- _What the task requires_
Every line below between the one holding "pub fn with_poll_timeout(mut" and the one holding "in sorted order", inclusive, should be copied exactly, and no other line.

(Recorded data)
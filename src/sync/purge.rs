//! Deletion of destination images that no longer exist on the source
//!
//! Registries delete manifests, not tags: removing a digest drops every tag
//! that points at it. A candidate whose digest is shared with a tag the run
//! keeps is therefore skipped.

use crate::concurrency::{WorkQueue, run_workers};
use crate::config::DEFAULT_POLL_TIMEOUT;
use crate::error::{ErrorKind, SyncError};
use crate::image::{ImageRef, ImageRefSet};
use crate::logging::Logger;
use crate::registry::RegistryApi;
use crate::sync::diff::diff;
use std::collections::HashMap;
use std::sync::Arc;
use std::time::Duration;

#[derive(Debug, Clone, PartialEq, Eq)]
pub struct PurgeCandidate {
    pub image: ImageRef,
    /// Manifest digest on the destination, filled in just before deletion
    pub digest: Option<String>,
}

impl PurgeCandidate {
    pub fn new(image: ImageRef) -> Self {
        Self { image, digest: None }
    }
}

#[derive(Debug, Clone, PartialEq, Eq)]
pub struct PurgeOutcome {
    pub candidate: PurgeCandidate,
    pub status: Option<u16>,
    pub error: Option<SyncError>,
    /// Kept destination tag pointing at the same manifest
    pub shared_with: Option<ImageRef>,
}

impl PurgeOutcome {
    fn new(candidate: PurgeCandidate) -> Self {
        Self {
            candidate,
            status: None,
            error: None,
            shared_with: None,
        }
    }

    pub fn is_purged(&self) -> bool {
        self.status.is_some() && self.error.is_none()
    }

    /// Nothing was deleted because the digest was unknown or still in use
    pub fn is_skipped(&self) -> bool {
        self.candidate.digest.is_none() || self.shared_with.is_some()
    }
}

/// Kept destination tags grouped by repository
type KeptTags = HashMap<String, Vec<ImageRef>>;

pub struct PurgeEngine {
    destination: Arc<dyn RegistryApi>,
    concurrency: usize,
    poll_timeout: Duration,
    output: Logger,
}

impl PurgeEngine {
    pub fn new(destination: Arc<dyn RegistryApi>, output: Logger) -> Self {
        Self {
            destination,
            concurrency: 1,
            poll_timeout: DEFAULT_POLL_TIMEOUT,
            output,
        }
    }

    pub fn with_concurrency(mut self, concurrency: usize) -> Self {
        self.concurrency = concurrency.max(1);
        self
    }

    pub fn with_poll_timeout(mut self, poll_timeout: Duration) -> Self {
        self.poll_timeout = poll_timeout;
        self
    }

    /// Destination images absent from the source, in sorted order
    pub fn candidates(source: &ImageRefSet, destination: &ImageRefSet) -> Vec<PurgeCandidate> {
        diff(destination, source)
            .sorted()
            .into_iter()
            .map(PurgeCandidate::new)
            .collect()
    }

    /// Destination images the source still has
    pub fn kept(source: &ImageRefSet, destination: &ImageRefSet) -> ImageRefSet {
        destination
            .iter()
            .filter(|image| source.contains(image))
            .cloned()
            .collect()
    }

    /// Resolve the digest of one candidate and delete its manifest.
    ///
    /// A digest that cannot be resolved skips the image; deletion is never
    /// attempted by tag. `kept` are the surviving tags of the candidate's
    /// repository; if one of them resolves to the same digest the delete is
    /// skipped, and if one cannot be checked it is refused.
    pub async fn purge_image(
        destination: &dyn RegistryApi,
        image: ImageRef,
        kept: &[ImageRef],
    ) -> PurgeOutcome {
        let mut outcome = PurgeOutcome::new(PurgeCandidate::new(image));
        let repository = outcome.candidate.image.repository().to_string();

        let digest = match destination
            .resolve_manifest_digest(&repository, outcome.candidate.image.tag())
            .await
        {
            Ok(digest) => digest,
            Err(e) => {
                outcome.error = Some(e.with_context("resolve digest"));
                return outcome;
            }
        };
        outcome.candidate.digest = Some(digest.clone());

        for other in kept {
            match destination.resolve_manifest_digest(&repository, other.tag()).await {
                Ok(other_digest) if other_digest == digest => {
                    outcome.shared_with = Some(other.clone());
                    return outcome;
                }
                Ok(_) => {}
                Err(e) if e.kind() == ErrorKind::NotFound => {}
                Err(e) => {
                    outcome.error =
                        Some(e.with_context(&format!("check digest of kept tag {}", other)));
                    return outcome;
                }
            }
        }

        match destination.delete_manifest(&repository, &digest).await {
            Ok(status) => outcome.status = Some(status),
            Err(e) => outcome.error = Some(e.with_context(&format!("delete {}", digest))),
        }
        outcome
    }

    /// Delete every candidate with the worker pool. `kept` holds the
    /// destination images that survive the purge.
    pub async fn run(&self, candidates: Vec<PurgeCandidate>, kept: &ImageRefSet) -> Vec<PurgeOutcome> {
        let mut queue = WorkQueue::new();
        queue.extend(candidates.into_iter().map(|candidate| candidate.image));
        let queue = Arc::new(queue);
        self.output
            .info(&format!("{} images queued for deletion", queue.len()));

        let mut by_repository = KeptTags::new();
        for image in kept.sorted() {
            by_repository
                .entry(image.repository().to_string())
                .or_default()
                .push(image);
        }
        let kept = Arc::new(by_repository);

        let per_worker = run_workers("purge", self.concurrency, &self.output, |id| {
            let destination = Arc::clone(&self.destination);
            let queue = Arc::clone(&queue);
            let kept = Arc::clone(&kept);
            let output = self.output.clone();
            let poll_timeout = self.poll_timeout;

            async move {
                let mut outcomes = Vec::new();
                while let Some(image) = queue.recv_timeout(poll_timeout).await {
                    let siblings = kept
                        .get(image.repository())
                        .map(Vec::as_slice)
                        .unwrap_or_default();
                    let outcome = Self::purge_image(destination.as_ref(), image, siblings).await;
                    log_outcome(&output, id, &outcome);
                    outcomes.push(outcome);
                }
                outcomes
            }
        })
        .await;

        per_worker.into_iter().flatten().collect()
    }
}

fn log_outcome(output: &Logger, worker: usize, outcome: &PurgeOutcome) {
    let image = &outcome.candidate.image;
    if let Some(other) = &outcome.shared_with {
        output.warning(&format!(
            "Skipping {}, its manifest is also tagged as {}",
            image, other
        ));
        return;
    }
    match (&outcome.error, outcome.status) {
        (None, Some(status)) => output.success(&format!(
            "Worker {} deleted {} (status {})",
            worker, image, status
        )),
        (Some(e), _) if outcome.is_skipped() => output.warning(&format!(
            "Skipping {}, digest not resolved ({}): {}",
            image,
            e.kind(),
            e
        )),
        (Some(e), _) => output.error(&format!(
            "Failed to delete {} ({}): {}",
            image,
            e.kind(),
            e
        )),
        (None, None) => {}
    }
}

- _Solution for this exercise_
    pub fn with_poll_timeout(mut self, poll_timeout: Duration) -> Self {
        self.poll_timeout = poll_timeout;
        self
    }

    /// Destination images absent from the source, in sorted order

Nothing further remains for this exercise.